SUST 100. Sustainability Seminar I (.5; S)
Prerequisite: Freshman or sophomore status, concurrent enrollment in one of the following courses: SUST 335, PHIL 215, SOC 410, or MGT 321, or instructor approval (can be repeated once for credit). Students will attend seminars provided by local experts in various sustainability fields. Students will develop specific foci of interest, learn how diverse disciplines address sustainability, and be exposed to real world problems.
SUST 200. Sustainability Seminar II (.5; F)
Prerequisite: Junior or senior status, and SUST 335, PHIL 215, SOC 410, and MGT 321, or instructor approval (can be repeated once for credit). SUST 200 is a continuation of SUST 100 and is designed to build on material learned in the 100 level course.
SUST/PHIL 215. Environmental Ethics (3)
Cross listed with PHIL 215. Three hours per week. This course studies the ethical dimensions of the environmental impact of human activities such as development and the disposal of industrial wastes. It also will explore the ethical responsibilities of environmental scientists themselves. Credit cannot be awarded for both SUST 215 and PHIL 215.

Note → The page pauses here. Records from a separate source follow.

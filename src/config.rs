/*!
 * Configuration handling for promptree
 */

use std::fs;
use std::path::{Path, PathBuf};

use clap::{ArgAction, Args as ClapArgs, Parser, Subcommand};
use clap_complete::Shell;
use sha2::{Digest, Sha256};

use crate::ensure;
use crate::error::Result;

/// Default cap on bytes read from one file
pub const DEFAULT_MAX_FILE_BYTES: u64 = 1_048_576;

/// Prefix length inspected for NUL bytes
pub const BINARY_SNIFF_BYTES: usize = 4096;

/// Default number of children per listing page
pub const DEFAULT_PAGE_SIZE: usize = 500;

/// Command-line arguments for promptree
#[derive(Parser, Debug, Clone)]
#[clap(
    name = "promptree",
    version = env!("CARGO_PKG_VERSION"),
    about = "Browse a directory tree, select files, and copy a Markdown snapshot for LLM context",
    long_about = "Lists directories lazily (ignore-aware, paginated), keeps a persistent tri-state selection, and assembles the selected files into one bounded Markdown document suitable for pasting into an LLM prompt."
)]
pub struct Args {
    /// Root directory; nothing outside it is ever listed or read
    #[clap(long, env = "PROMPTREE_ROOT", default_value = ".", global = true)]
    pub root: PathBuf,

    /// Maximum number of bytes rendered per file
    #[clap(long, env = "PROMPTREE_MAX_FILE_BYTES", default_value_t = DEFAULT_MAX_FILE_BYTES, global = true)]
    pub max_file_bytes: u64,

    /// Number of leading bytes inspected to detect binary files
    #[clap(long, default_value_t = BINARY_SNIFF_BYTES, global = true)]
    pub sniff_bytes: usize,

    /// Ignore file to read (defaults to <root>/.promptreeignore)
    #[clap(long, global = true)]
    pub ignore_file: Option<PathBuf>,

    /// Comma-separated list of extra patterns to ignore
    #[clap(long, value_delimiter = ',', global = true)]
    pub ignore: Vec<String>,

    /// Also hide entries matched by the root .gitignore
    #[clap(long, global = true)]
    pub respect_gitignore: bool,

    /// Where the selection is persisted (defaults to the local data directory)
    #[clap(long, env = "PROMPTREE_STATE_FILE", global = true)]
    pub state_file: Option<PathBuf>,

    /// Children fetched per listing page
    #[clap(long, default_value_t = DEFAULT_PAGE_SIZE, global = true)]
    pub page_size: usize,

    /// Increase log verbosity (-v, -vv, -vvv)
    #[clap(short, long, action = ArgAction::Count, global = true)]
    pub verbose: u8,

    /// Silence all logging
    #[clap(short, long, global = true)]
    pub quiet: bool,

    #[clap(subcommand)]
    pub command: Command,
}

/// Where an assembled snapshot goes
#[derive(ClapArgs, Debug, Clone, Default)]
pub struct OutputArgs {
    /// Copy the snapshot to the system clipboard
    #[clap(long)]
    pub clip: bool,

    /// Write the snapshot to a file instead of stdout
    #[clap(short, long)]
    pub output: Option<PathBuf>,

    /// Print a statistics report to stderr
    #[clap(long)]
    pub report: bool,
}

/// Subcommands
#[derive(Subcommand, Debug, Clone)]
pub enum Command {
    /// List one page of a directory's immediate children
    Tree {
        /// Directory relative to the root (or absolute inside it)
        path: Option<String>,

        /// First child to return
        #[clap(long, default_value_t = 0)]
        offset: usize,

        /// Page size (defaults to --page-size)
        #[clap(long)]
        limit: Option<usize>,

        /// Print the JSON response instead of a listing
        #[clap(long)]
        json: bool,
    },

    /// Assemble a snapshot of the given files
    Copy {
        /// Files relative to the root (or absolute inside it)
        files: Vec<String>,

        #[clap(flatten)]
        output: OutputArgs,
    },

    /// Select a file, or a directory with everything below it
    Select {
        /// Path relative to the root (or absolute inside it)
        path: PathBuf,

        /// Include blacklisted paths without asking
        #[clap(long)]
        yes: bool,
    },

    /// Exclude a file, or a directory with everything below it
    Unselect {
        /// Path relative to the root (or absolute inside it)
        path: PathBuf,
    },

    /// Select every permitted entry under the root
    SelectAll,

    /// Clear every visible entry and rebuild the selection from them
    UnselectAll,

    /// Toggle whether a directory is expanded
    Expand {
        /// Directory relative to the root (or absolute inside it)
        path: PathBuf,
    },

    /// Expand every permitted directory, loading all pages
    ExpandAll {
        /// Overall deadline in seconds
        #[clap(long, default_value_t = 20)]
        timeout: u64,
    },

    /// Collapse every directory
    CollapseAll,

    /// Show the visible tree with selection markers
    Status,

    /// Assemble a snapshot of the current selection
    Snapshot {
        #[clap(flatten)]
        output: OutputArgs,
    },

    /// Generate shell completions
    Completions {
        /// Target shell
        #[clap(value_enum)]
        shell: Shell,
    },
}

/// Application configuration, immutable once validated
#[derive(Clone, Debug)]
pub struct Config {
    /// Root boundary (canonical after validation)
    pub root: PathBuf,

    /// Maximum number of bytes rendered per file
    pub max_file_bytes: u64,

    /// Prefix length inspected for NUL bytes
    pub binary_sniff_bytes: usize,

    /// Explicit ignore file
    pub ignore_file: Option<PathBuf>,

    /// Extra ignore patterns
    pub ignore_patterns: Vec<String>,

    /// Whether the root .gitignore is honoured
    pub respect_gitignore: bool,

    /// Explicit selection store location
    pub state_file: Option<PathBuf>,

    /// Children fetched per listing page
    pub page_size: usize,
}

impl Config {
    /// Configuration with defaults for the given root
    pub fn new(root: impl Into<PathBuf>) -> Self {
        Self {
            root: root.into(),
            max_file_bytes: DEFAULT_MAX_FILE_BYTES,
            binary_sniff_bytes: BINARY_SNIFF_BYTES,
            ignore_file: None,
            ignore_patterns: Vec::new(),
            respect_gitignore: false,
            state_file: None,
            page_size: DEFAULT_PAGE_SIZE,
        }
    }

    /// Create configuration from command-line arguments
    pub fn from_args(args: &Args) -> Self {
        Self {
            root: args.root.clone(),
            max_file_bytes: args.max_file_bytes,
            binary_sniff_bytes: args.sniff_bytes,
            ignore_file: args.ignore_file.clone(),
            ignore_patterns: args.ignore.clone(),
            respect_gitignore: args.respect_gitignore,
            state_file: args.state_file.clone(),
            page_size: args.page_size,
        }
    }

    /// Validate the configuration and canonicalize the root
    pub fn validate(mut self) -> Result<Self> {
        ensure!(
            self.root.is_dir(),
            Config,
            "Root directory not found: {}",
            self.root.display()
        );
        self.root = fs::canonicalize(&self.root)?;

        ensure!(self.max_file_bytes > 0, Config, "--max-file-bytes must be positive");
        ensure!(self.binary_sniff_bytes > 0, Config, "--sniff-bytes must be positive");
        ensure!(self.page_size > 0, Config, "--page-size must be positive");

        if let Some(path) = &self.ignore_file {
            ensure!(
                path.is_file(),
                Config,
                "Ignore file not found: {}",
                path.display()
            );
        }

        Ok(self)
    }

    /// Location of the persisted selection for this root
    pub fn state_path(&self) -> Option<PathBuf> {
        if let Some(path) = &self.state_file {
            return Some(path.clone());
        }
        dirs::data_local_dir().map(|dir| {
            dir.join("promptree")
                .join(format!("{}.json", root_fingerprint(&self.root)))
        })
    }
}

/// Stable per-root key so different projects keep separate selections
///
/// First 16 hex digits of the SHA-256 of the root path.
fn root_fingerprint(root: &Path) -> String {
    let mut hasher = Sha256::new();
    hasher.update(root.to_string_lossy().as_bytes());
    let mut digest = format!("{:x}", hasher.finalize());
    digest.truncate(16);
    digest
}

#[cfg(test)]
mod tests {
    use super::*;
    use tempfile::tempdir;

    #[test]
    fn test_validate_canonicalizes_root() -> Result<()> {
        let dir = tempdir()?;
        let nested = dir.path().join("a");
        fs::create_dir(&nested)?;

        let config = Config::new(nested.join("..").join("a")).validate()?;
        assert_eq!(config.root, fs::canonicalize(&nested)?);
        Ok(())
    }

    #[test]
    fn test_validate_rejects_missing_root_and_zero_limits() -> Result<()> {
        let dir = tempdir()?;
        assert!(Config::new(dir.path().join("missing")).validate().is_err());

        let mut config = Config::new(dir.path());
        config.page_size = 0;
        assert!(config.validate().is_err());
        Ok(())
    }

    #[test]
    fn test_state_path_prefers_explicit_file() {
        let mut config = Config::new("/tmp/project");
        config.state_file = Some(PathBuf::from("/tmp/sel.json"));
        assert_eq!(config.state_path(), Some(PathBuf::from("/tmp/sel.json")));
    }

    #[test]
    fn test_state_path_differs_per_root() {
        let a = Config::new("/tmp/one").state_path();
        let b = Config::new("/tmp/two").state_path();
        if a.is_some() {
            assert_ne!(a, b);
        }
    }

    #[test]
    fn test_root_fingerprint_is_pinned() {
        assert_eq!(root_fingerprint(Path::new("/tmp/project")), "f630ad93b344dd6b");
        if let Some(path) = Config::new("/tmp/project").state_path() {
            assert!(path.ends_with("promptree/f630ad93b344dd6b.json"));
        }
        assert_ne!(
            root_fingerprint(Path::new("/tmp/project")),
            root_fingerprint(Path::new("/tmp/project2"))
        );
    }

    #[test]
    fn test_args_parse_subcommand_and_globals() {
        let args = Args::parse_from([
            "promptree",
            "--root",
            "/tmp",
            "tree",
            "src",
            "--limit",
            "10",
            "--ignore",
            "*.log,tmp/",
        ]);
        assert_eq!(args.root, PathBuf::from("/tmp"));
        assert_eq!(args.ignore, vec!["*.log".to_string(), "tmp/".to_string()]);
        match args.command {
            Command::Tree { path, limit, offset, .. } => {
                assert_eq!(path.as_deref(), Some("src"));
                assert_eq!(limit, Some(10));
                assert_eq!(offset, 0);
            }
            other => panic!("unexpected command: {:?}", other),
        }
    }
}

SUST/ECON 335. Sustainability (3; F)
Cross-listed with ECON 335. Three hours per week. Prerequisite: ECON 201. This course is an exploration of the three components fundamental to sustainable development: economic growth, environmental protection, and social equity. Students review basic concepts and theories of both microeconomics and macroeconomics, including costs and benefits, economic growth, income, wealth, equity, and poverty, and then explore how nations, through economic growth, can meet their basic needs of employment, food, energy, water, and sanitation. Students also examine how natural resources can be used, conserved, and enhanced. Credit cannot be awarded for both SUST 335 and ECON 335.
SUST 340. Sustainability of the Future (3)
Three hours per week. Prerequisite: SUST 335 or instructor approval. This course explores the avenues ahead for human futures on Earth, the major driving forces for change and the dominant trends and emerging issues of global importance. Among other things, the course will explore alternative futures described by renowned scholars and teams investigating the impacts of human activities.
SUST 400. Special Topics: Sustainability (var. 1-3)
One to three hours per week. May be repeated for credit as long as the topic is different. An in-depth study of selected contemporary subjects in the growing field of sustainability. Topics will be indicated in advance.
SUST/SOC 410. Green Societies (3)
Cross listed with SOC 410. This course explores the social components of environmental concerns and strongly highlights the role of community. Specific topics include population, social structures, technology, food systems, fuel & transportation, environmental disasters, environmental racism, scarcity and the environmental justice framework. Students apply major theoretical perspectives from the field of sociology to these topics. Credit cannot be awarded for both SUST 410 and SOC 410.
SUST 440. Sustainability Solution Topics (3)
Three hours per week. Prerequisite: SUST 335 or instructor approval. This course describes how different types of human activities that affect different parts of the planet (air, water, land, and ecosystems), which consequently affect human health and the environment, can be solved. This course has a focus on solutions. Topics may vary and course may be repeated for credit when topic is different.
SUST 460. Certificates in Sustainability (3)
Three hours per week. Prerequisites: SUST 335 and senior status or instructor approval. The course prepares students for certifications in the field of sustainability that assure a minimum level of knowledge, skill, and experience. Certifications vary and the course can be repeated for credit. Typical certification may include, but is not limited to, LEED Green Associate, ISO 14000 series, six sigma, Lean, Energy Manager In Training, and Certified Sustainable Development Professional.
SUST 480WS. Sustainability Capstone (3; S)
Three hours per week. Prerequisite: Senior status or permission of the instructor. Students will apply and expand what they learn in the Sustainability degree through a collaborative research project for an outside company or organization. Students will be required to make several oral presentations on their project with the professor and their peers. Formal papers of their work will be required with a minimum of 6,000 words.